Символ подает здесь руку действительности. Это интересно графически, это насыщено содержанием и понятно пролетариату и не возбудит в нем того протеста, который он невольно чувствует перед искаженной действительностью некоторых новейших искателей; и это в то же время господство стиля, карандаша художника над внешним материалом и полное отсутствие рабства перед сырой действительностью.
В снопе цветов, уже не бедном, который пролетарская муза протягивает читателю, книжка Бессалько-Видберга рдеет изящной, пряной гвоздикой.
Павел Бессалько *
Покойного Бессалько я знал почти с самого начала его литературной деятельности 1. Явился он ко мне с некоторыми своими, сравнительно бледными, начинаниями, из которых, если не ошибаюсь, он ни одного потом не напечатал. Почти все литературное развитие Бессалько шло на моих глазах.
Пережив тяжелую историю в тюрьме, мрачно отразившуюся в его жутком романе «Катастрофа» 2, Бессалько хотя партийно принадлежал в то время к меньшевикам, сердцем примыкал к тому крайнему рабочему течению, для которого стержнем протеста стала ненависть к интеллигенции и даже именно к партийной интеллигенции.
Тов. Павлу почти во все время его парижской эмиграции были присущи весьма махаевские взгляды 3. Это не помешало, однако, ему очень сдружиться со мной. Мы делились с ним нашими взглядами, вкусами и планами.
Постепенно озлобление против интеллигенции стихло в душе Бессалько, но осталась какая-то упоенная влюбленность в свой собственный класс, какая-то тихая и красивая гордость тем, что «я тоже пролетарий».
В этом смысле он был настоящим рабочим и всегда страстно держался за свое ремесло слесаря, хотя и сознавал, что оно мешает его литературной работе.
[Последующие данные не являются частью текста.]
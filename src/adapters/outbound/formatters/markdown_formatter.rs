use super::cells::{self, COLUMNS, EMPTY_CATALOG};
use crate::compliance::domain::InstanceRecord;
use crate::ports::outbound::CatalogFormatter;
use crate::shared::Result;

/// MarkdownFormatter adapter rendering the catalog as a pipe table
pub struct MarkdownFormatter;

impl MarkdownFormatter {
    pub fn new() -> Self {
        Self
    }

    /// Escapes pipe characters and newlines for safe Markdown table rendering
    fn escape_markdown_table_cell(text: &str) -> String {
        text.replace('|', "\\|").replace('\n', " ")
    }
}

impl Default for MarkdownFormatter {
    fn default() -> Self {
        Self::new()
    }
}

impl CatalogFormatter for MarkdownFormatter {
    fn format(&self, records: &[InstanceRecord]) -> Result<String> {
        let mut output = format!("## {}\n\n", cells::header(records.len()));

        if records.is_empty() {
            output.push_str(EMPTY_CATALOG);
            output.push('\n');
            return Ok(output);
        }

        output.push_str(&format!("| {} |\n", COLUMNS.join(" | ")));
        let separator: Vec<String> = COLUMNS.iter().map(|c| "-".repeat(c.len())).collect();
        output.push_str(&format!("|{}|\n", separator.join("|")));

        for record in records {
            let row: Vec<String> = cells::row(record)
                .iter()
                .map(|cell| Self::escape_markdown_table_cell(cell))
                .collect();
            output.push_str(&format!("| {} |\n", row.join(" | ")));
        }

        Ok(output)
    }
}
Пожалуй, из всех наших рабочих писателей Бессалько был по глубине своей сознательности наиболее рабочим. И это сказалось в теоретических его статьях, например в запальчивой и по-своему прекрасной атаке на футуристов и в чрезвычайно яркой попытке противопоставить новую крестьянскую поэзию новой пролетарской 4.
Но что всегда влекло меня к Бессалько и что делало для меня его фигуру в некотором смысле символической — это та порта его характера, что при поразительной верности пролетарского чутья и страстной преданности своей классовой подоплеке Павел Бессалько был чрезвычайно широк 5. Ему не только казалось, не только думалось, что пролетарское искусство не сводится к описанию пролетарского быта (который описывал он превосходно) или пролетарской борьбы и пролетарского идеала, а должно выражаться в охвате целого мира, всей деятельности человечества и всей еще более необъятной страны фантазии, прошлого, нынешнего и будущего с какой-то особенной точки зрения, с каким-то особым подходом — пролетарским.
И это очень давалось Бессалько. Не только в мрачной «Катастрофе», не только в насыщенных и местами богатых страстною публицистикою автобиографических повестях 6, но и в «Алмазах Востока», и в «Иуде» 7, и в набросках, в которых, быть может, отражается то Мюрже, то Мопассан, характеризующих парижскую жизнь, — всюду Павел Бессалько остается рабочим.